(Collected data entries)
----------------

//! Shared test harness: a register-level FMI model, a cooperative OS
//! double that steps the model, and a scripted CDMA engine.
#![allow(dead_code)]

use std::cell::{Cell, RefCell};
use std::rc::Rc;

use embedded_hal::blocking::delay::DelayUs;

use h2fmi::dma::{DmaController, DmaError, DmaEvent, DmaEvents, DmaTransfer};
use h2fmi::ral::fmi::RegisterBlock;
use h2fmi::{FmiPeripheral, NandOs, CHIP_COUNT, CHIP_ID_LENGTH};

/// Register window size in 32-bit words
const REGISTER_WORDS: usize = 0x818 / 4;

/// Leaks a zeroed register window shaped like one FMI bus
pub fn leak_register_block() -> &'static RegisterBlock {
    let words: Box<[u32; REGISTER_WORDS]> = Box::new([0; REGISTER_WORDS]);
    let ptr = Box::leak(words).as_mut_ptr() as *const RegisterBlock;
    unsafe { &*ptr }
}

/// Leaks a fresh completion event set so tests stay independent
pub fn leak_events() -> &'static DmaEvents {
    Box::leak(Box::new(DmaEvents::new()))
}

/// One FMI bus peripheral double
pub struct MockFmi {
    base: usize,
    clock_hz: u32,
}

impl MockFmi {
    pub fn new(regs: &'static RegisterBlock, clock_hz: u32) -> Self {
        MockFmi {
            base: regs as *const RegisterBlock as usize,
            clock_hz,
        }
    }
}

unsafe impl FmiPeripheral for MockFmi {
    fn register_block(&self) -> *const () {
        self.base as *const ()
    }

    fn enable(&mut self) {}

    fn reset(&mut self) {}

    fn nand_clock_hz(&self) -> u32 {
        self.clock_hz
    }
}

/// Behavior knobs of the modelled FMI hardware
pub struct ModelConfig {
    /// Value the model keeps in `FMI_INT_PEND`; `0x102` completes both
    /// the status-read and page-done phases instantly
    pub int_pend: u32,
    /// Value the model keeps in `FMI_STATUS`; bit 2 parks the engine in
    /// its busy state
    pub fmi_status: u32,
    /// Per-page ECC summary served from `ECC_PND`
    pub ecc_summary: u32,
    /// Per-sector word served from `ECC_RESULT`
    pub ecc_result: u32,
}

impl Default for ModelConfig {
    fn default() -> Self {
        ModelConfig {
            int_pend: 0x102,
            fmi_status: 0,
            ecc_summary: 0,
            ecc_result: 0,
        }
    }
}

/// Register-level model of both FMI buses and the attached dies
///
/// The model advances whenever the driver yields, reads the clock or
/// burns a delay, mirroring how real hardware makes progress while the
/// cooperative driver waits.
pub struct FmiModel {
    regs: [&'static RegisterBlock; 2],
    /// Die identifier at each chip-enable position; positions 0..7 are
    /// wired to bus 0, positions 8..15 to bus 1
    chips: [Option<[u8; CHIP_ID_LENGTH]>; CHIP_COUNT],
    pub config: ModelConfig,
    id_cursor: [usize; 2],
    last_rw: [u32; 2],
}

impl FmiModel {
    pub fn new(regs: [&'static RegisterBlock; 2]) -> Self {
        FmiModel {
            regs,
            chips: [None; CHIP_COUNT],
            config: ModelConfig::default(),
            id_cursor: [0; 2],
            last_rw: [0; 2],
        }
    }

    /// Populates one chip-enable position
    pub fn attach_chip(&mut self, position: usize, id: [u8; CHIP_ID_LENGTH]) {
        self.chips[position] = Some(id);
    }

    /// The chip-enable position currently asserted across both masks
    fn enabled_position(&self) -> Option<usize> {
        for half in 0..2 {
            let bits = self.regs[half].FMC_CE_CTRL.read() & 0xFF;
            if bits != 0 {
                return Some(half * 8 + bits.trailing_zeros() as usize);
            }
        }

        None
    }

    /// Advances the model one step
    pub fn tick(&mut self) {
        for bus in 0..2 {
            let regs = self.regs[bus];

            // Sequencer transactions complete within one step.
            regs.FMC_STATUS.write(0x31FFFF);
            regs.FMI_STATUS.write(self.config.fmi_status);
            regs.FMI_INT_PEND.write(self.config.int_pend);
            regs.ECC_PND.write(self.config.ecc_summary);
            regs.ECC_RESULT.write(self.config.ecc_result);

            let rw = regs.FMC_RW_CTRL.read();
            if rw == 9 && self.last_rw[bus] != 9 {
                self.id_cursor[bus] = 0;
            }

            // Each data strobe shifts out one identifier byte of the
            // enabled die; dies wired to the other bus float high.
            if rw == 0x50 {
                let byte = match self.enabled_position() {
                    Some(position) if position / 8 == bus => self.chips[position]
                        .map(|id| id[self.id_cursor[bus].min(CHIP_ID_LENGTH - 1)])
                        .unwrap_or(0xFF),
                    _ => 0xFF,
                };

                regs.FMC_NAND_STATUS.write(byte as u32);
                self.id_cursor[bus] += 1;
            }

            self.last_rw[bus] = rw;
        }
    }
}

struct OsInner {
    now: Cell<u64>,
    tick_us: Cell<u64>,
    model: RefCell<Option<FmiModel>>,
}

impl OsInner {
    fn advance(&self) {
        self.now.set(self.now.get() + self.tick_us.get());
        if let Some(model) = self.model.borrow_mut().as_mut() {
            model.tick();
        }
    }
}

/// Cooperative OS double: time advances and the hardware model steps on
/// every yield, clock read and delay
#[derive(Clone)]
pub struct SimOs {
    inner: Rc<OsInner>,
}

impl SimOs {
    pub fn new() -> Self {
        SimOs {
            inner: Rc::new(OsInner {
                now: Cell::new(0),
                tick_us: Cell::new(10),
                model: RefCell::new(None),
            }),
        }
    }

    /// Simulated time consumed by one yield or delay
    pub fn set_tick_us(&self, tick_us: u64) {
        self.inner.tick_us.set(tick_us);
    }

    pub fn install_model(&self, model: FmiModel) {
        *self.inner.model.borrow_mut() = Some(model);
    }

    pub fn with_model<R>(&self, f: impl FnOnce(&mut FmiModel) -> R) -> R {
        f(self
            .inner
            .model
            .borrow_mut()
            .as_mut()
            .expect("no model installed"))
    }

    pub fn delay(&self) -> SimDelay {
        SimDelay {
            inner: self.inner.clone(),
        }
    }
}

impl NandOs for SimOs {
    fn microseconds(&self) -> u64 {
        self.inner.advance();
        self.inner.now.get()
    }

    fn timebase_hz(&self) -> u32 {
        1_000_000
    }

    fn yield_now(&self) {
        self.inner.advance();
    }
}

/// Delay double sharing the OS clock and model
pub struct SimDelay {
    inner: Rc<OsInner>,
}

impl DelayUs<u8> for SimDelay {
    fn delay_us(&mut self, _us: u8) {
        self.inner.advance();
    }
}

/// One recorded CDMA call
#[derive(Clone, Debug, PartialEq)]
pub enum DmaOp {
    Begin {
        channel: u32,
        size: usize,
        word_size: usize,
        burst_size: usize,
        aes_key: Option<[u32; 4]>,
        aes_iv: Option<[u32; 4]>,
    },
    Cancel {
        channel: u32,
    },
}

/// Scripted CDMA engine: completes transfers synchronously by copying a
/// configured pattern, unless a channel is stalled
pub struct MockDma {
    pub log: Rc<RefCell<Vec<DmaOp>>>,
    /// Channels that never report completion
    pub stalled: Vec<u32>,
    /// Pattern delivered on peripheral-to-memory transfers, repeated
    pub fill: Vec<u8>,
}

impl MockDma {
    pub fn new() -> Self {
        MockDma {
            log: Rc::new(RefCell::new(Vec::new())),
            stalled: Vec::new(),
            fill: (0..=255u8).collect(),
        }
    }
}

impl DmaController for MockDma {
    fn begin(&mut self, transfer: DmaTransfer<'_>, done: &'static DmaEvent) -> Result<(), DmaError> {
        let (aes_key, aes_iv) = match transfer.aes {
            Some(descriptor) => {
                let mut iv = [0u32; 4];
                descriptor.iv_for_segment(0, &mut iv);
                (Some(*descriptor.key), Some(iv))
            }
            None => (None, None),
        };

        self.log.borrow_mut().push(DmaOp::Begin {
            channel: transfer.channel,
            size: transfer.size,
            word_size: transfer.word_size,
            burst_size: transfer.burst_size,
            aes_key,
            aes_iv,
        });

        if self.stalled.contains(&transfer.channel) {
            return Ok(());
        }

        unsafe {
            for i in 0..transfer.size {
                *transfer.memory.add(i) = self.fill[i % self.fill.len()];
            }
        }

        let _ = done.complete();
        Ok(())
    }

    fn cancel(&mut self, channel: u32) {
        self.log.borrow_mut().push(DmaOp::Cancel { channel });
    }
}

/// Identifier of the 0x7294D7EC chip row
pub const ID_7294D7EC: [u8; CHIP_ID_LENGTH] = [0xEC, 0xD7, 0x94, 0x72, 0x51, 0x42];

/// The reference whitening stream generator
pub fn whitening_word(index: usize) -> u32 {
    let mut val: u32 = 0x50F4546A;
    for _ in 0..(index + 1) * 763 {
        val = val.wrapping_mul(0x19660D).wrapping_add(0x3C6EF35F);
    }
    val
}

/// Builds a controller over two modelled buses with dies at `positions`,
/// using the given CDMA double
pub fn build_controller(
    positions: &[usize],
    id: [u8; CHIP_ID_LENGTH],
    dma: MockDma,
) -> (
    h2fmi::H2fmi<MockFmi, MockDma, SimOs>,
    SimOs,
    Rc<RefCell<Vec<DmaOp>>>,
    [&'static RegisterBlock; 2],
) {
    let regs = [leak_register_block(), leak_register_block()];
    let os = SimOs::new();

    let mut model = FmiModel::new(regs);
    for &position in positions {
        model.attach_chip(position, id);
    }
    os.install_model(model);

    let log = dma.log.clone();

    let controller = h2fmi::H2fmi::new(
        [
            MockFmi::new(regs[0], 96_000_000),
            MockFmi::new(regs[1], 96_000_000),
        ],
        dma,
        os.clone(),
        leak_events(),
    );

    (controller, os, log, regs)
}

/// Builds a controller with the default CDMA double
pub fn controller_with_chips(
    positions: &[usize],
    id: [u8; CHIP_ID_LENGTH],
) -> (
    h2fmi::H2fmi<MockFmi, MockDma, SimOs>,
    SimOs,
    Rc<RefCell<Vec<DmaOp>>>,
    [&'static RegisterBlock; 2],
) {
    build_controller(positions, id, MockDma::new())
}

----------------

WHAT YOU WILL DO
Please copy each line of the entries in which the word "DmaEvents" shows up.

THE COMPLETED TASK
use h2fmi::dma::{DmaController, DmaError, DmaEvent, DmaEvents, DmaTransfer};
pub fn leak_events() -> &'static DmaEvents {
    Box::leak(Box::new(DmaEvents::new()))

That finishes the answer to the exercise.